Thanks! My previous interpretation: Snopes Shows™ - company related to film industry Folly™ - name of another company, surprisingly there is no comma or “and” between them X’s - unknown high number or Twitter New Link Presentation™ - Proprietary feature made by big tech company I have never heard about
So it looks like Clickbaity Capitalisation Of Every Word fooled me. IMO title should look like: “Snopes shows the folly of new link presentation on X”
TIL English capitalisation rules in titles. I tought they are same as in Polish. Quick search for Polish rules:
Question:
I would like to kindly ask you to clarify whether the name of the “Polish Biographical Dictionary” should be written in lowercase letters, like other multi-volume compact publications. Wikipedia editors stubbornly insist on spelling the dictionary in capital letters, guided by, among other things, prefer authors (PBD editors) who use capital letters of all title elements on the title page.
Answer:
In single-word and multi-word titles of books, scientific dissertations, films, laws or declarations, we write only the first word with a capital letter, e.g. Zarys grammar of Polish, [translator capitalized non-first words] The Little Princess, Orthographic Dictionary of the Polish Language, etc. (exceptions are: Old Testament, New Testament, Holy Scripture and Magna Charta Libertatum). It is also allowed to write entire words of the title in capital letters on the covers and title pages of books, in the titles of films, plays, advertisements or sporting events (e.g.: THE LITTLE PRINCESS). Please do not be influenced by what Wikipedia suggests. Regards Anna Sokół-Klein
So instead of being fooled by fake and misleading headlines written by journalists, you can get fooled by fake and misleading headlines written by Twitter users? If you insist on not reading the article, I’m not sure one of those is worse than the other.

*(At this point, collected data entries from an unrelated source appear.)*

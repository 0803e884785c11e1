// Copyright 2020 Zachary Stewart
//
// Licensed under the Apache License, Version 2.0 (the "License");
// you may not use this file except in compliance with the License.
// You may obtain a copy of the License at
//
//     http://www.apache.org/licenses/LICENSE-2.0
//
// Unless required by applicable law or agreed to in writing, software
// distributed under the License is distributed on an "AS IS" BASIS,
// WITHOUT WARRANTIES OR CONDITIONS OF ANY KIND, either express or implied.
// See the License for the specific language governing permissions and
// limitations under the License.

//! Players and the setup of their fleets.
use std::collections::HashSet;

use log::debug;
use rand::Rng;

use crate::{
    board::{Board, CannotPlaceReason, CannotShootReason, Coordinate, PlaceError, ShotError},
    game::{CoordinateSource, Rejection, Request},
    ships::{Vessel, VesselId},
};

/// Seat of a player in a match. Either `P1` or `P2`.
#[derive(Debug, Copy, Clone, Eq, PartialEq, Hash)]
pub enum Player {
    P1,
    P2,
}

impl Player {
    /// Get the opponent of this player.
    pub fn opponent(self) -> Self {
        match self {
            Player::P1 => Player::P2,
            Player::P2 => Player::P1,
        }
    }

    pub(crate) fn index(self) -> usize {
        match self {
            Player::P1 => 0,
            Player::P2 => 1,
        }
    }
}

/// Who picks the targets for a player.
#[derive(Debug, Copy, Clone, Eq, PartialEq)]
pub enum Controller {
    /// Targets come from a [`CoordinateSource`].
    Human,
    /// Targets come from the match's targeting strategy.
    Automated,
}

/// One side of a match: a board, the fleet placed on it, and the record of shots this
/// player has fired at the opponent.
#[derive(Debug, Clone)]
pub struct Party {
    id: Player,
    name: String,
    controller: Controller,
    board: Board,

    /// Vessels placed so far, indexed by [`VesselId`].
    vessels: Vec<Vessel>,

    /// Number of vessels this player must place.
    vessel_count: usize,

    /// Coordinates this player has already fired at on the opponent's board.
    fired_at: HashSet<Coordinate>,

    ships_destroyed: usize,
    hits_scored: usize,
}

impl Party {
    /// Create a player with an empty board of `size` cells per side who must place
    /// `vessel_count` vessels.
    pub fn new<S: Into<String>>(
        id: Player,
        name: S,
        controller: Controller,
        size: usize,
        vessel_count: usize,
    ) -> Self {
        Self {
            id,
            name: name.into(),
            controller,
            board: Board::new(size),
            vessels: Vec::with_capacity(vessel_count),
            vessel_count,
            fired_at: HashSet::new(),
            ships_destroyed: 0,
            hits_scored: 0,
        }
    }

    /// Seat of this player.
    pub fn id(&self) -> Player {
        self.id
    }

    /// Display name of this player.
    pub fn name(&self) -> &str {
        &self.name
    }

    pub(crate) fn set_name(&mut self, name: String) {
        self.name = name;
    }

    /// Who chooses this player's targets.
    pub fn controller(&self) -> Controller {
        self.controller
    }

    pub(crate) fn set_controller(&mut self, controller: Controller) {
        self.controller = controller;
    }

    /// This player's own board.
    pub fn board(&self) -> &Board {
        &self.board
    }

    pub(crate) fn board_mut(&mut self) -> &mut Board {
        &mut self.board
    }

    /// Vessels placed so far.
    pub fn vessels(&self) -> &[Vessel] {
        &self.vessels
    }

    pub(crate) fn vessel_mut(&mut self, id: VesselId) -> Option<&mut Vessel> {
        self.vessels.get_mut(id)
    }

    /// Number of vessels this player places in total.
    pub fn vessel_count(&self) -> usize {
        self.vessel_count
    }

    /// Number of vessels still to be placed.
    pub fn pending_vessels(&self) -> usize {
        self.vessel_count.saturating_sub(self.vessels.len())
    }

    /// Returns true once every vessel has been placed.
    pub fn ready(&self) -> bool {
        self.pending_vessels() == 0
    }

    /// Number of vessels still afloat.
    pub fn vessels_afloat(&self) -> usize {
        self.vessels.iter().filter(|v| !v.destroyed()).count()
    }

    /// Returns true if every one of this player's vessels has been destroyed.
    pub fn defeated(&self) -> bool {
        self.vessels.iter().all(Vessel::destroyed)
    }

    /// Coordinates this player has fired at.
    pub fn fired_at(&self) -> &HashSet<Coordinate> {
        &self.fired_at
    }

    /// Returns true if this player has already fired at `coord`.
    pub fn has_fired_at(&self, coord: &Coordinate) -> bool {
        self.fired_at.contains(coord)
    }

    /// Number of enemy vessels this player has destroyed.
    pub fn ships_destroyed(&self) -> usize {
        self.ships_destroyed
    }

    /// Score of this player. One point is awarded per enemy vessel destroyed.
    pub fn hits_scored(&self) -> usize {
        self.hits_scored
    }

    pub(crate) fn credit_sunk_vessel(&mut self) {
        self.ships_destroyed += 1;
        self.hits_scored += 1;
    }

    /// Check whether a new vessel could be placed on the given cells.
    pub fn validate_placement(&self, coords: &[Coordinate]) -> Result<(), CannotPlaceReason> {
        if self.ready() {
            return Err(CannotPlaceReason::FleetComplete);
        }
        self.board.validate_placement(coords)
    }

    /// Place a new vessel on the given cells, returning its id. If the placement is
    /// rejected, nothing changes and the coordinates are handed back in the error.
    pub fn add_vessel(
        &mut self,
        coords: Vec<Coordinate>,
    ) -> Result<VesselId, PlaceError<Vec<Coordinate>>> {
        if let Err(reason) = self.validate_placement(&coords) {
            return Err(PlaceError::new(reason, coords));
        }
        let id = self.vessels.len();
        if let Err(reason) = self.board.place_vessel(id, &coords) {
            return Err(PlaceError::new(reason, coords));
        }
        self.vessels.push(Vessel::new(self.id, coords));
        Ok(id)
    }

    /// Put a bonus planet on a specific free cell of this player's board.
    pub fn place_bonus_tile(&mut self, coord: Coordinate) -> Result<(), CannotPlaceReason> {
        self.board.place_bonus_tile(coord)
    }

    /// Place every remaining vessel on a single cell chosen by `source`. Rejected cells
    /// are reported back to the source and requested again.
    pub fn place_vessels_manually<S: CoordinateSource + ?Sized>(
        &mut self,
        source: &mut S,
    ) -> Result<(), S::Error> {
        while !self.ready() {
            let request = Request::PlaceVessel {
                player: self.id,
                name: &self.name,
                vessel: self.vessels.len() + 1,
                total: self.vessel_count,
                board: &self.board,
            };
            let coord = source.request_coordinate(&request)?;
            if let Err(err) = self.add_vessel(vec![coord]) {
                debug!("{} rejected placement at {}: {}", self.name, coord, err);
                source.rejected(coord, Rejection::Place(err.reason()));
            }
        }
        Ok(())
    }

    /// Place every remaining vessel on a single, uniformly chosen free cell. Returns the
    /// cells that were used.
    pub fn place_vessels_randomly<R: Rng + ?Sized>(&mut self, rng: &mut R) -> Vec<Coordinate> {
        let cells = self.board.dimensions().coordinates();
        let mut placed = Vec::with_capacity(self.pending_vessels());
        while !self.ready() {
            let coord = rng.sample(&cells);
            if self.add_vessel(vec![coord]).is_ok() {
                placed.push(coord);
            }
        }
        debug!("{} placed vessels randomly at {:?}", self.name, placed);
        placed
    }

    /// Remember that this player fired at `coord`. Fails with
    /// [`CannotShootReason::DuplicateGuess`] without changing anything if it already
    /// did.
    pub fn record_guess(&mut self, coord: Coordinate) -> Result<(), ShotError> {
        if self.fired_at.insert(coord) {
            Ok(())
        } else {
            Err(ShotError::new(CannotShootReason::DuplicateGuess, coord))
        }
    }
}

Being fooled by Twitter users is worse as they can link to reputable sources (that usually wouldn’t post clickbait/bad headings). There’s also little incentive for twitter users to not post misleading headlines, while (some) journalists/news sites are trying to build a reputation of reputability. Yes, it would be solved by clicking the article, but you shouldn’t have to click every article to make sure the poster isn’t lying about the content.
The negativity was pretty asinine though. Nothing he said, I think, was wrong. I remember Mastodon people (rightfully) reacting quite annoyed at similar reports on how usage had peaked and was dropping again, just because not all the new users stuck around.
The news industry falling for completely made-up metrics about social media engagement is the most Charlie-Brown-kicking-a-football ass thing I can think of.
Europe is trying to pull the same thing to build backdoors in encrypted apps. All while relying very much on encrypted apps themselves.
They are doing so under the title “ laying down rules to prevent and combat child sexual abuse “
Any citizen with 3 brain cells to rub together can see how much of a trojan horse this is. But it seems actually reading and understanding the text body is above the politicians their skill level.
Apollo is the most used apps across my iPhone/iPad. While I don’t really seem to be missing Reddit, I absolutely miss Apollo. It is jarring to go from using Apollo to Mlem, but I understand that Mlem will only get better with time.